GIVEN ENTRIES: Begin

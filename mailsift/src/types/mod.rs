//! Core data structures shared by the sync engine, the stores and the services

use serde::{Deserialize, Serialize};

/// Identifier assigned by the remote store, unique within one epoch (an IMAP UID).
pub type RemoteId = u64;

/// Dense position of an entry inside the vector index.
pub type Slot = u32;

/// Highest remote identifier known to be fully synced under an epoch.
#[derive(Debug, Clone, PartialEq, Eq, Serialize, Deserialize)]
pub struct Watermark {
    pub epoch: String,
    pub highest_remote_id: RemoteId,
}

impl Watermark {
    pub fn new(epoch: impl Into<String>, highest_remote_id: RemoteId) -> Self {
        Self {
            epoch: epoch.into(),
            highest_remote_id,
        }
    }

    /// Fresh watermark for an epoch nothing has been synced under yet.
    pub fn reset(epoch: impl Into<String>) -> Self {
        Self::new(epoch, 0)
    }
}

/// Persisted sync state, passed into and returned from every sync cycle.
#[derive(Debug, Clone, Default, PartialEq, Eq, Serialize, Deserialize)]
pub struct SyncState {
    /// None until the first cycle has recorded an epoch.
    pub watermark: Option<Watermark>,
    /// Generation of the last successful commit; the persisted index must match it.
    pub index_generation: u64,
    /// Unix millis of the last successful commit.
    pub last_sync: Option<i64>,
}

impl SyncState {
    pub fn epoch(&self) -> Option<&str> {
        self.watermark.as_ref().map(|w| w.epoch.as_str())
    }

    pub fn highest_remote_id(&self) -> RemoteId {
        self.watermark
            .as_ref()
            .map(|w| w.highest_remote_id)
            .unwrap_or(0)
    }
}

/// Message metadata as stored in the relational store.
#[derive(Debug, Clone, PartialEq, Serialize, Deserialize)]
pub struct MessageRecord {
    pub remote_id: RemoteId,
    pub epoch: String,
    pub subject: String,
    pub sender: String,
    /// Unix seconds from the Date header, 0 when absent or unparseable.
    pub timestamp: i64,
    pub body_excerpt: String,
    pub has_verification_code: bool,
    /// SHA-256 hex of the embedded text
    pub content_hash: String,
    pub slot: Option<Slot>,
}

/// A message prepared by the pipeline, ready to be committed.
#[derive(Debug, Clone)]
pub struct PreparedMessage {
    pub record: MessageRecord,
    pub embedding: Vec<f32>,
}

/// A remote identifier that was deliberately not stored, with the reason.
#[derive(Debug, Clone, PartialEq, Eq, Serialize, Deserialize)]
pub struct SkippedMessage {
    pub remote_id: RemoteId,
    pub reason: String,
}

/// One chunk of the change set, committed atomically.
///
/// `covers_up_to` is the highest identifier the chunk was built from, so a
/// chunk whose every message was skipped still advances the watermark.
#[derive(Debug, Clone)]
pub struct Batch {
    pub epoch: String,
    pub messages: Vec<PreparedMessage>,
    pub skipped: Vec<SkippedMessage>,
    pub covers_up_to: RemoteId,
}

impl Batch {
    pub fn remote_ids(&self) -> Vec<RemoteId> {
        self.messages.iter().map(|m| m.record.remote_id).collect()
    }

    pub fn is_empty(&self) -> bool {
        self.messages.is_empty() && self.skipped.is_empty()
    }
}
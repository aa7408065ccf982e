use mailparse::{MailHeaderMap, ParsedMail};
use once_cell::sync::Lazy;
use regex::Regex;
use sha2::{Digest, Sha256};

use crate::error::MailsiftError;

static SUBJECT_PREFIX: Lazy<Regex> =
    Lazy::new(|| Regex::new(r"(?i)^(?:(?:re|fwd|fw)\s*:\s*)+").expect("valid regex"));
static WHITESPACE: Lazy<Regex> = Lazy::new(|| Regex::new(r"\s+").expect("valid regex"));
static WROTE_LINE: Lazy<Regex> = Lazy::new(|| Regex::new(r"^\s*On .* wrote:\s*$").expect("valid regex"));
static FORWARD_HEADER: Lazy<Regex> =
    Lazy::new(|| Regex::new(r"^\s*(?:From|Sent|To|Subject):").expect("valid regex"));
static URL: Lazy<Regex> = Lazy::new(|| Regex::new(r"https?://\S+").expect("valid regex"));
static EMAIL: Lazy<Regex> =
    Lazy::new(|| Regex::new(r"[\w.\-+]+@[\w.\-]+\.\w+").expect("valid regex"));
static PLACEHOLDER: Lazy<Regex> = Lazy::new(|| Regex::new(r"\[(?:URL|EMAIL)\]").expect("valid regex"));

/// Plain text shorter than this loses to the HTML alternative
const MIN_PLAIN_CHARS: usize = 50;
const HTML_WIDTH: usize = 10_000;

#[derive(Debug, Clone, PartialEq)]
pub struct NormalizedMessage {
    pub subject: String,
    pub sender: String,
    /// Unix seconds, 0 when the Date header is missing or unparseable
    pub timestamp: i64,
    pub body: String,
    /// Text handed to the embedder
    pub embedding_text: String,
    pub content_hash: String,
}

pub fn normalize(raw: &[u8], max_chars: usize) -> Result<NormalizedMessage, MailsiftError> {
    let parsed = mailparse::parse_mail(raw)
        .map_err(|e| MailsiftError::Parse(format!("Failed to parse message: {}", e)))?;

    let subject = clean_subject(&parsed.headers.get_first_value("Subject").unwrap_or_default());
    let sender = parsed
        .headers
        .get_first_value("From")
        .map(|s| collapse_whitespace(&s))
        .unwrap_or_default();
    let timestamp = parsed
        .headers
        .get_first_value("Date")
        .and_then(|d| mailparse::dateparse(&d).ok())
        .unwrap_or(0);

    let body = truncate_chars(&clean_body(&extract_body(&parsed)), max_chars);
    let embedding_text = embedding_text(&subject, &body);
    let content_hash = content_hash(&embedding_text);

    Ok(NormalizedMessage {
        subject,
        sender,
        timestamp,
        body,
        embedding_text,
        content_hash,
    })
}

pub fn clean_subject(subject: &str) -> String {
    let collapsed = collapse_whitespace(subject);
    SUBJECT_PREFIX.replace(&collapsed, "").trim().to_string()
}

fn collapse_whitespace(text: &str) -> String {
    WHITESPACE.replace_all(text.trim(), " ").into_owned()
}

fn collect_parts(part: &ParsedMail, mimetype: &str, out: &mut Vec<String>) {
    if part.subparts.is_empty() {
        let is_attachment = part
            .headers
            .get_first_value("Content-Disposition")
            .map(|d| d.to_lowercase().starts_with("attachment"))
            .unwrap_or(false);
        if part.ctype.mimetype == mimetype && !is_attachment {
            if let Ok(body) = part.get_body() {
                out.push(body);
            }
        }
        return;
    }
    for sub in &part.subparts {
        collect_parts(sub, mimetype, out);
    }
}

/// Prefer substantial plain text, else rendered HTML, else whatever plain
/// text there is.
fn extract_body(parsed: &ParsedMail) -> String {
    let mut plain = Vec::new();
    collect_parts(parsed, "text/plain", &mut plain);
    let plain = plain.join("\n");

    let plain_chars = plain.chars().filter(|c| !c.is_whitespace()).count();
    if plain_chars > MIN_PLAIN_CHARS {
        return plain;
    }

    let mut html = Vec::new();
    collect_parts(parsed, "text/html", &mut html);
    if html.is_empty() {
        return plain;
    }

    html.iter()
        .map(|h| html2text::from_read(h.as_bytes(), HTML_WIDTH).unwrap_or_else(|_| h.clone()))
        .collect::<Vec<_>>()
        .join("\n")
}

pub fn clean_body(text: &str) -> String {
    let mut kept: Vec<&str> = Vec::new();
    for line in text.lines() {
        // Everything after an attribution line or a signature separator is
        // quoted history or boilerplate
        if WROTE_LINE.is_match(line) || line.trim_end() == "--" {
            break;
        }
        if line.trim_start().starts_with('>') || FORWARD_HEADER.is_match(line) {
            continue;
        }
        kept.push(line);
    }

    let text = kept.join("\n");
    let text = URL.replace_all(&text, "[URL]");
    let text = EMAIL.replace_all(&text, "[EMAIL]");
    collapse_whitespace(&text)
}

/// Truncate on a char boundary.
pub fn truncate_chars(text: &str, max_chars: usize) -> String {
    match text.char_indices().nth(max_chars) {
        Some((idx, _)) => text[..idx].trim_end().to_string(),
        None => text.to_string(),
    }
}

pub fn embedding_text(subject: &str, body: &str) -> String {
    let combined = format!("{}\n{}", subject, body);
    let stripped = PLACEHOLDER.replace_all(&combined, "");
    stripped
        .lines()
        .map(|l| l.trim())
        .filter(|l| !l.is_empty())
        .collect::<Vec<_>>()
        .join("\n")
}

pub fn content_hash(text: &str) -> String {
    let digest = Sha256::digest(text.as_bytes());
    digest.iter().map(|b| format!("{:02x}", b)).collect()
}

GIVEN ENTRIES: End

• [WHAT THE TASK ASKS]: Please give back the records exactly as written, beginning at the first line and including the line that holds "under an epoch." as the last.

• [EXPECTED ANSWER]:
filename mailsift/src/types/mod.rs
//! Core data structures shared by the sync engine, the stores and the services

use serde::{Deserialize, Serialize};

/// Identifier assigned by the remote store, unique within one epoch (an IMAP UID).
pub type RemoteId = u64;

/// Dense position of an entry inside the vector index.
pub type Slot = u32;

/// Highest remote identifier known to be fully synced under an epoch.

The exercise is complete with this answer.